The megadeveloper has already completed the 40-story 7 World Trade Center, and work on three office towers on the trade center site is ready to begin. But when he unveiled the designs for his 99 Church Street building at a Downtown Alliance breakfast Jan. 29, it was hardly routine.

Silverstein’s World Trade Center will add 6.2 million square feet of office space to Lower Manhattan, but this latest design, a few blocks north, will be dedicated to residential use, and a lot of it.

At 80 stories and 912 feet tall, the Church Street tower, to be completed in 2011, will dwarf the nearby Woolworth Building.

The first 22 floors will be taken up by a 175-room Four Seasons hotel, the second in the city. One hundred forty three apartments, some as large as 6,500 square feet, will fill the remaining floors of the tower and will also be managed by the Four Seasons.

Guests will enter the hotel on Barclay Street, while the tenant entrance will be on Park Place. The luxury residences will have  access to a 75-foot heated pool, among other amenities.

Silverstein said the addition of a five-star hotel is a critical part of making Downtown competitive with Midtown Manhattan.

“This area still has 400 fewer hotel rooms than there were before 9/11,” he said.

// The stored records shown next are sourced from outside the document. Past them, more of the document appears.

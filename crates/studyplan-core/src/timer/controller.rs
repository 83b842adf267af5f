//! Async driver for a [`PomodoroTimer`].
//!
//! The controller owns one ticker task that advances the timer once per
//! second, and performs the ledger calls the timer's transitions announce.
//! Ledger calls run as their own tasks so a slow server never stalls the
//! countdown. Events are delivered on an unbounded channel.
//!
//! The ticker handle is only replaced or aborted while the state lock is
//! held, so a `Focus` timer with `running` set always has a live ticker.

use std::sync::{Arc, Mutex as StdMutex};
use std::time::Duration;

use tokio::sync::{mpsc, Mutex};
use tokio::task::JoinHandle;
use tokio::time::{self, Instant};

use super::engine::{PomodoroTimer, TimerState};
use super::mode::TimerDurations;
use crate::client::{ClientError, SessionLedger};
use crate::events::{LedgerOp, TimerEvent};
use crate::ledger::{NewSession, StudySession};

const TICK_INTERVAL: Duration = Duration::from_secs(1);

/// How long `stop` waits for an in-flight start request to settle.
pub const START_SETTLE_TIMEOUT: Duration = Duration::from_secs(10);

type Events = mpsc::UnboundedSender<TimerEvent>;

pub struct TimerController {
    state: Arc<Mutex<PomodoroTimer>>,
    ledger: Arc<dyn SessionLedger>,
    events: Events,
    ticker: StdMutex<Option<JoinHandle<()>>>,
    pending_start: StdMutex<Option<JoinHandle<()>>>,
}

impl TimerController {
    pub fn new(
        ledger: Arc<dyn SessionLedger>,
        durations: TimerDurations,
    ) -> (Self, mpsc::UnboundedReceiver<TimerEvent>) {
        let (events, rx) = mpsc::unbounded_channel();
        let controller = Self {
            state: Arc::new(Mutex::new(PomodoroTimer::new(durations))),
            ledger,
            events,
            ticker: StdMutex::new(None),
            pending_start: StdMutex::new(None),
        };
        (controller, rx)
    }

    pub async fn state(&self) -> TimerState {
        self.state.lock().await.state()
    }

    /// Start a focus interval and open a ledger session for it in the background.
    ///
    /// Returns `false` if the timer was not idle.
    pub async fn start_focus(&self, subject_id: Option<i64>, topic_id: Option<i64>) -> bool {
        let generation = {
            let mut timer = self.state.lock().await;
            let Some(event) = timer.begin_focus(subject_id, topic_id) else {
                return false;
            };
            emit(&self.events, event);
            self.spawn_ticker();
            timer.generation()
        };

        let state = self.state.clone();
        let ledger = self.ledger.clone();
        let events = self.events.clone();
        let handle = tokio::spawn(async move {
            let request = NewSession::pomodoro(subject_id, topic_id);
            let session = match ledger.start_session(&request).await {
                Ok(session) => session,
                Err(e) => {
                    tracing::warn!(error = %e, "failed to open study session");
                    emit(&events, ledger_error(LedgerOp::Start, &e));
                    return;
                }
            };

            let attached = state.lock().await.attach_session(generation, session.id);
            if attached {
                tracing::info!(session_id = session.id, "study session opened");
                emit(&events, TimerEvent::SessionOpened { session });
                return;
            }

            tracing::warn!(
                session_id = session.id,
                generation,
                "focus interval ended before its session opened; closing it"
            );
            emit(
                &events,
                TimerEvent::SessionOrphaned {
                    session_id: session.id,
                },
            );
            close_session(ledger.as_ref(), &events, session.id).await;
        });
        if let Ok(mut pending) = self.pending_start.lock() {
            *pending = Some(handle);
        }
        true
    }

    pub async fn pause(&self) -> bool {
        let mut timer = self.state.lock().await;
        match timer.pause() {
            Some(event) => {
                self.cancel_ticker();
                emit(&self.events, event);
                true
            }
            None => false,
        }
    }

    pub async fn resume(&self) -> bool {
        let mut timer = self.state.lock().await;
        match timer.resume() {
            Some(event) => {
                emit(&self.events, event);
                self.spawn_ticker();
                true
            }
            None => false,
        }
    }

    /// Stop the timer and close the open session, if any.
    ///
    /// The timer is idle when this returns, even if closing the session failed.
    /// A start request still in flight is given up to [`START_SETTLE_TIMEOUT`]
    /// to come back, so the session it opens is closed before this returns.
    pub async fn stop(&self) -> Result<Option<StudySession>, ClientError> {
        let event = {
            let mut timer = self.state.lock().await;
            let event = timer.stop();
            self.cancel_ticker();
            event
        };
        let session_id = match &event {
            Some(TimerEvent::Stopped { session_id, .. }) => *session_id,
            _ => None,
        };
        if let Some(event) = event {
            emit(&self.events, event);
        }

        let closed = match session_id {
            Some(session_id) => self.close_attached(session_id).await.map(Some),
            None => Ok(None),
        };
        self.settle_pending_start().await;
        closed
    }

    async fn close_attached(&self, session_id: i64) -> Result<StudySession, ClientError> {
        match self.ledger.stop_session(session_id).await {
            Ok(session) => {
                tracing::info!(session_id, duration = ?session.duration_minutes, "study session closed");
                emit(
                    &self.events,
                    TimerEvent::SessionClosed {
                        session: session.clone(),
                    },
                );
                Ok(session)
            }
            Err(e) => {
                tracing::warn!(session_id, error = %e, "failed to close study session");
                emit(&self.events, ledger_error(LedgerOp::Stop, &e));
                Err(e)
            }
        }
    }

    async fn settle_pending_start(&self) {
        let pending = match self.pending_start.lock() {
            Ok(mut pending) => pending.take(),
            Err(_) => None,
        };
        let Some(handle) = pending else {
            return;
        };
        match time::timeout(START_SETTLE_TIMEOUT, handle).await {
            Ok(Ok(())) => {}
            Ok(Err(e)) => tracing::warn!(error = %e, "session start task failed"),
            Err(_) => tracing::warn!(
                timeout_secs = START_SETTLE_TIMEOUT.as_secs(),
                "gave up waiting for the session start request"
            ),
        }
    }

    /// Swap in new interval lengths. Unless paused, the current interval restarts at its new length.
    pub async fn set_durations(&self, durations: TimerDurations) {
        if let Some(event) = self.state.lock().await.set_durations(durations) {
            emit(&self.events, event);
        }
    }

    fn spawn_ticker(&self) {
        let state = self.state.clone();
        let ledger = self.ledger.clone();
        let events = self.events.clone();

        let handle = tokio::spawn(async move {
            let mut interval = time::interval_at(Instant::now() + TICK_INTERVAL, TICK_INTERVAL);
            loop {
                interval.tick().await;

                let (transition, tick) = {
                    let mut timer = state.lock().await;
                    if !timer.is_running() {
                        break;
                    }
                    let transition = timer.tick();
                    let tick = TimerEvent::Tick {
                        mode: timer.mode(),
                        remaining_secs: timer.remaining_secs(),
                    };
                    (transition, tick)
                };

                let Some(transition) = transition else {
                    emit(&events, tick);
                    continue;
                };
                let closing = match &transition {
                    TimerEvent::FocusCompleted { session_id, .. } => *session_id,
                    _ => None,
                };
                emit(&events, transition);

                if let Some(session_id) = closing {
                    let ledger = ledger.clone();
                    let events = events.clone();
                    tokio::spawn(async move {
                        close_session(ledger.as_ref(), &events, session_id).await;
                    });
                }
            }
        });

        if let Ok(mut ticker) = self.ticker.lock() {
            if let Some(previous) = ticker.replace(handle) {
                previous.abort();
            }
        }
    }

    fn cancel_ticker(&self) {
        if let Ok(mut ticker) = self.ticker.lock() {
            if let Some(handle) = ticker.take() {
                handle.abort();
            }
        }
    }
}

impl Drop for TimerController {
    fn drop(&mut self) {
        self.cancel_ticker();
    }
}

async fn close_session(ledger: &dyn SessionLedger, events: &Events, session_id: i64) {
    match ledger.stop_session(session_id).await {
        Ok(session) => {
            tracing::info!(session_id, duration = ?session.duration_minutes, "study session closed");
            emit(events, TimerEvent::SessionClosed { session });
        }
        Err(e) => {
            tracing::warn!(session_id, error = %e, "failed to close study session");
            emit(events, ledger_error(LedgerOp::Stop, &e));
        }
    }
}

fn ledger_error(op: LedgerOp, err: &ClientError) -> TimerEvent {
    TimerEvent::LedgerError {
        op,
        message: err.to_string(),
    }
}

fn emit(events: &Events, event: TimerEvent) {
    // A dropped receiver just means nobody is listening.
    let _ = events.send(event);
}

The tall, slender design Silverstein unveiled is by the noted architect, Robert A.M. Stern, dean of the Yale School of Architecture. The site will feature below-ground parking and a through-block public plaza between Barclay Street and Park Place.

The existing building at 99 Church Street had served as the headquarters of Moody’s Corporation until Moody’s relocated to Silverstein’s recently completed 7 World Trade Center.

Demolition of the existing building began last fall, and work on the foundations for the new building is scheduled to begin this June. Silverstein spokesman Dara McQuillan later told the Trib there will be “off and on” pile driving for six months, with work performed during regular daytime hours and primarily on week days. Occasional weekend work will not be noisy, he added.

With the completion dates for his Lower Manhattan projects still years away, Silverstein acknowledged the inconvenience the construction imposes on the neighborhood, but promised the results will be worth waiting for.

“Downtown is a success, and yet five years from now it will be something else entirely,” he said. “If we all keep pulling our oars a little longer, we’re going to get there.”